Insurgent consumer brands in India generated over $7.5 billion in revenue in FY25, growing nearly 4x in five years, according to a report from Bain and Company and DSG Consumer Partners published this month. The documented expansion outpaced traditional fast-moving consumer goods incumbents, who grew at single-digit rates over the same period. The report, cited by The Hindu Business Line, names the mechanism: these challengers fragmented established categories, moved inventory faster, and used digital channels to reach buyers traditional brands ignored.
The brands Bain tracked did not invent new product types. They entered crowded categories—snacks, personal care, home goods—and carved out narrow segments with specific positioning. A haircare brand targeted texture types legacy companies bundled together. A snack line spoke to regional flavor preferences national players averaged out. Each brand used granular customer data from e-commerce and social platforms to identify underserved clusters, then launched products tailored to those clusters in weeks, not quarters. Distribution followed demand instead of leading it. The playbook was segmentation at speed, enabled by digital infrastructure that did not exist a decade ago.
The growth rate matters because it proves a smaller brand can compete on velocity rather than shelf space. Traditional FMCG companies in India control retail distribution through decades of relationship-building with regional distributors and national chains. Insurgent brands bypassed that structure by selling direct on marketplaces like Amazon India, Flipkart, and Nykaa, then using early sales data to negotiate retail placement from a position of proven demand. According to the Bain report, this approach reduced the capital required to reach market and shortened the feedback loop between product launch and iteration. Brands adjusted formulation, packaging, and messaging in real time based on customer reviews and repeat purchase rates, a feedback mechanism legacy companies cannot match at scale.
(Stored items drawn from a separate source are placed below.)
//! Math utilities and types
//!
//! Provides the vector, matrix and transform types shared by the scene graph,
//! the serializer and gameplay code.

pub use nalgebra::{
    Vector2, Vector3, Vector4,
    Matrix3, Matrix4,
    Quaternion,
    Unit,
};

/// 2D vector type
pub type Vec2 = Vector2<f32>;

/// 3D vector type
pub type Vec3 = Vector3<f32>;

/// 4D vector type
pub type Vec4 = Vector4<f32>;

/// 4x4 matrix type
pub type Mat4 = Matrix4<f32>;

/// Quaternion type for rotations
pub type Quat = Unit<Quaternion<f32>>;

/// Transform representing position, rotation, and scale
#[derive(Debug, Clone, PartialEq)]
pub struct Transform {
    /// Position in 3D space
    pub position: Vec3,

    /// Rotation quaternion
    pub rotation: Quat,

    /// Scale factors
    pub scale: Vec3,
}

impl Default for Transform {
    fn default() -> Self {
        Self {
            position: Vec3::zeros(),
            rotation: Quat::identity(),
            scale: Vec3::new(1.0, 1.0, 1.0),
        }
    }
}

impl Transform {
    /// Create a new identity transform
    pub fn identity() -> Self {
        Self::default()
    }

    /// Create a transform with only position
    pub fn from_position(position: Vec3) -> Self {
        Self {
            position,
            ..Default::default()
        }
    }

    /// Create a transform from position, Euler rotation (degrees, XYZ) and scale
    pub fn from_euler_degrees(position: Vec3, rotation: Vec3, scale: Vec3) -> Self {
        Self {
            position,
            rotation: Quat::from_euler_angles(
                utils::deg_to_rad(rotation.x),
                utils::deg_to_rad(rotation.y),
                utils::deg_to_rad(rotation.z),
            ),
            scale,
        }
    }

    /// Convert to a transformation matrix (TRS order)
    pub fn to_matrix(&self) -> Mat4 {
        Mat4::new_translation(&self.position)
            * self.rotation.to_homogeneous()
            * Mat4::new_nonuniform_scaling(&self.scale)
    }

    /// Create a transform from a transformation matrix
    ///
    /// Assumes the matrix carries no shear.
    pub fn from_matrix(matrix: Mat4) -> Self {
        let position = Vec3::new(matrix.m14, matrix.m24, matrix.m34);

        let scale_x = Vec3::new(matrix.m11, matrix.m21, matrix.m31).magnitude();
        let scale_y = Vec3::new(matrix.m12, matrix.m22, matrix.m32).magnitude();
        let scale_z = Vec3::new(matrix.m13, matrix.m23, matrix.m33).magnitude();
        let scale = Vec3::new(scale_x, scale_y, scale_z);

        let rotation_matrix = Matrix3::new(
            matrix.m11 / scale_x, matrix.m12 / scale_y, matrix.m13 / scale_z,
            matrix.m21 / scale_x, matrix.m22 / scale_y, matrix.m23 / scale_z,
            matrix.m31 / scale_x, matrix.m32 / scale_y, matrix.m33 / scale_z,
        );
        let rotation = Quat::from_matrix(&rotation_matrix);

        Self {
            position,
            rotation,
            scale,
        }
    }

    /// Combine this transform with another (`self` is the parent)
    pub fn combine(&self, other: &Transform) -> Transform {
        Transform {
            position: self.position + self.rotation * (self.scale.component_mul(&other.position)),
            rotation: self.rotation * other.rotation,
            scale: self.scale.component_mul(&other.scale),
        }
    }

    /// Get the inverse transform
    pub fn inverse(&self) -> Transform {
        let inv_scale = Vec3::new(1.0 / self.scale.x, 1.0 / self.scale.y, 1.0 / self.scale.z);
        let inv_rotation = self.rotation.inverse();
        let inv_position = inv_rotation * (-self.position.component_mul(&inv_scale));

        Transform {
            position: inv_position,
            rotation: inv_rotation,
            scale: inv_scale,
        }
    }

    /// Express a world matrix relative to a parent's world matrix.
    ///
    /// Returns `None` when the parent matrix is singular (zero scale).
    pub fn relative_to(parent_world: &Mat4, child_world: &Mat4) -> Option<Transform> {
        parent_world
            .try_inverse()
            .map(|inverse| Self::from_matrix(inverse * child_world))
    }
}

/// Math constants
pub mod constants {
    /// Pi constant
    pub const PI: f32 = std::f32::consts::PI;

    /// Degrees to radians conversion factor
    pub const DEG_TO_RAD: f32 = PI / 180.0;
}

/// Math utility functions
pub mod utils {
    use super::{constants, Mat4, Vec3};

    /// Convert degrees to radians
    pub fn deg_to_rad(degrees: f32) -> f32 {
        degrees * constants::DEG_TO_RAD
    }

    /// Translation column of an affine matrix
    pub fn translation_of(matrix: &Mat4) -> Vec3 {
        Vec3::new(matrix.m14, matrix.m24, matrix.m34)
    }

    /// Overwrite the translation column of an affine matrix
    pub fn set_translation(matrix: &mut Mat4, position: &Vec3) {
        matrix.m14 = position.x;
        matrix.m24 = position.y;
        matrix.m34 = position.z;
    }
}

#[cfg(test)]
mod tests {
    use super::*;
    use approx::assert_relative_eq;

    #[test]
    fn test_matrix_roundtrip_consistency() {
        let original = Transform {
            position: Vec3::new(1.0, 2.0, 3.0),
            rotation: Quat::from_axis_angle(&Unit::new_normalize(Vec3::new(1.0, 1.0, 1.0)), 0.5),
            scale: Vec3::new(2.0, 1.5, 0.8),
        };

        let reconstructed = Transform::from_matrix(original.to_matrix());

        assert_relative_eq!(reconstructed.position, original.position, epsilon = 1e-5);
        assert_relative_eq!(reconstructed.scale, original.scale, epsilon = 1e-5);

        // Quaternions might flip sign but represent same rotation
        let dot = original.rotation.coords.dot(&reconstructed.rotation.coords);
        assert!(dot.abs() > 0.999, "Quaternion rotation mismatch: dot product = {}", dot);
    }

    #[test]
    fn test_inverse_transform_validation() {
        let original = Transform {
            position: Vec3::new(2.0, 3.0, 1.0),
            rotation: Quat::from_axis_angle(&Vec3::y_axis(), 0.785),
            scale: Vec3::new(2.0, 2.0, 2.0),
        };

        let should_be_identity = original.combine(&original.inverse());

        assert_relative_eq!(should_be_identity.position, Vec3::zeros(), epsilon = 1e-5);
        assert_relative_eq!(should_be_identity.scale, Vec3::new(1.0, 1.0, 1.0), epsilon = 1e-5);
    }

    #[test]
    fn test_relative_to_recovers_world() {
        let parent = Transform {
            position: Vec3::new(4.0, 0.0, -2.0),
            rotation: Quat::from_axis_angle(&Vec3::y_axis(), constants::PI / 2.0),
            scale: Vec3::new(2.0, 2.0, 2.0),
        }
        .to_matrix();
        let child = Transform::from_position(Vec3::new(1.0, 5.0, 1.0)).to_matrix();

        let local = Transform::relative_to(&parent, &child).expect("parent is invertible");
        let rebuilt = parent * local.to_matrix();

        assert_relative_eq!(rebuilt, child, epsilon = 1e-4);
    }

    #[test]
    fn test_singular_parent_has_no_relative_transform() {
        let parent = Transform {
            scale: Vec3::zeros(),
            ..Transform::default()
        }
        .to_matrix();
        assert!(Transform::relative_to(&parent, &Mat4::identity()).is_none());
    }
}
//! Component trait

/// Marker trait for components
pub trait Component: 'static + Send + Sync {}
The steal for a small physical-product brand is straightforward: identify a subcategory where the dominant player serves everyone and therefore serves no one perfectly. Look for customer complaints in reviews, subreddit threads, or Facebook groups where people describe what they wish the product did differently. Launch a version that solves that specific complaint for that specific group. Use a single marketplace channel to validate demand—track conversion rate, cart adds, and repeat orders over 90 days. Once you have 60% repeat purchase rate or higher, approach regional retailers with your sales data and offer them exclusive SKUs. The insurgent model works because you move faster and narrower than the incumbent, not because you have a better supply chain.
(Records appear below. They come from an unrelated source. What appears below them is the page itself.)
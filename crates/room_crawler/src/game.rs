//! The game loop
//!
//! One `Game::tick` runs every gameplay system once in a fixed order:
//!
//! 1. world maintenance (deferred deletions)
//! 2. start-up / respawn
//! 3. room streaming and spawners, skipped while paused
//! 4. scene-change triggers and the transition timer
//! 5. transform propagation and renderer notification
//!
//! System errors are logged and the frame continues.

use scene_engine::prelude::*;

use crate::components::{AppState, GlobalData};
use crate::config::GameConfig;
use crate::error::{GameError, GameResult};
use crate::game_scene::GameSceneSystem;
use crate::rooms::RoomController;
use crate::scene_change::{SceneChangeSystem, SceneDatabase};
use crate::spawn::{load_spawners, SpawnSystem};

/// State shared by the gameplay systems
pub struct GameContext {
    /// Scene roots and the world
    pub registry: SceneRegistry,
    /// Active configuration; the level name follows scene changes
    pub config: GameConfig,
    /// Play or paused
    pub state: AppState,
    /// Player handle and pending spawn point
    pub globals: GlobalData,
}

impl GameContext {
    /// Context with a registry pointed at the configured level
    pub fn new(config: GameConfig) -> Self {
        let level = config.level_directory();
        let registry = SceneRegistry::new(level.join("Scenes"), level.join("Prefabs"));
        Self {
            registry,
            config,
            state: AppState::Play,
            globals: GlobalData::default(),
        }
    }
}

/// The assembled game
pub struct Game {
    ctx: GameContext,
    game_scene: GameSceneSystem,
    rooms: Option<RoomController>,
    spawner: SpawnSystem,
    scene_change: SceneChangeSystem,
    transforms: TransformSystem,
    frame: u64,
}

impl Game {
    /// Validate `config`, read the level's room and spawner files and index
    /// every scene under the levels root
    pub fn new(config: GameConfig) -> GameResult<Self> {
        config.validate().map_err(GameError::InvalidConfig)?;

        let mut ctx = GameContext::new(config);
        let rooms = ctx
            .config
            .room_file()
            .map(|path| RoomController::load(&path, &ctx.config))
            .transpose()?;
        if let Some(path) = ctx.config.spawner_file() {
            load_spawners(&mut ctx.registry, &path)?;
        }
        let database = SceneDatabase::scan(&ctx.config.level.levels_root)?;

        Ok(Self {
            spawner: SpawnSystem::new(ctx.config.rng_seed),
            scene_change: SceneChangeSystem::new(database, ctx.config.transition.duration),
            game_scene: GameSceneSystem::new(),
            transforms: TransformSystem::new(),
            rooms,
            ctx,
            frame: 0,
        })
    }

    /// Shared state
    pub fn context(&self) -> &GameContext {
        &self.ctx
    }

    /// Shared state, mutably
    pub fn context_mut(&mut self) -> &mut GameContext {
        &mut self.ctx
    }

    /// The room controller, when the level has rooms
    pub fn rooms(&self) -> Option<&RoomController> {
        self.rooms.as_ref()
    }

    /// The room controller, mutably
    pub fn rooms_mut(&mut self) -> Option<&mut RoomController> {
        self.rooms.as_mut()
    }

    /// The scene-change system
    pub fn scene_change(&self) -> &SceneChangeSystem {
        &self.scene_change
    }

    /// Ticks run so far
    pub fn frame(&self) -> u64 {
        self.frame
    }

    /// Route change notifications to a renderer
    pub fn set_renderer(&mut self, renderer: Box<dyn RenderNotifier>) {
        self.ctx.registry.set_renderer(renderer);
    }

    /// Advance the game by one fixed step of `delta_time` seconds
    pub fn tick(&mut self, delta_time: f32) {
        let removed = self.ctx.registry.world_mut().maintain();
        if removed > 0 {
            log::trace!("Removed {} entities", removed);
        }

        if let Err(err) = self.game_scene.update(&mut self.ctx, self.rooms.as_mut()) {
            log::error!("Game scene: {}", err);
        }

        if self.ctx.state == AppState::Play {
            if let (Some(rooms), Some(player)) = (self.rooms.as_mut(), self.ctx.globals.player) {
                if let Err(err) = rooms.process(&mut self.ctx.registry, player) {
                    log::error!("Rooms: {}", err);
                }
            }
            if let Err(err) = self.spawner.update(&mut self.ctx.registry, delta_time) {
                log::error!("Spawners: {}", err);
            }
        }

        if let Err(err) = self.scene_change.update(&mut self.ctx, delta_time) {
            log::error!("Scene change: {}", err);
        }

        self.transforms.run(self.ctx.registry.world_mut());
        self.ctx.registry.flush_changes();
        self.frame += 1;
    }
}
The broader pattern is category fragmentation driven by direct customer access. Physical-product brands no longer need to convince a buyer at a national chain that a niche exists before they can test it. They can prove the niche exists with $5,000 in digital ad spend and six weeks of marketplace sales, then expand from proof. The Bain data shows this approach scales: insurgent brands collectively grew from under $2 billion in FY20 to over $7.5 billion in FY25, a trajectory built on speed and specificity. The next move is to apply that same velocity to product line extension—once you own a segment, fragment it further before a competitor does.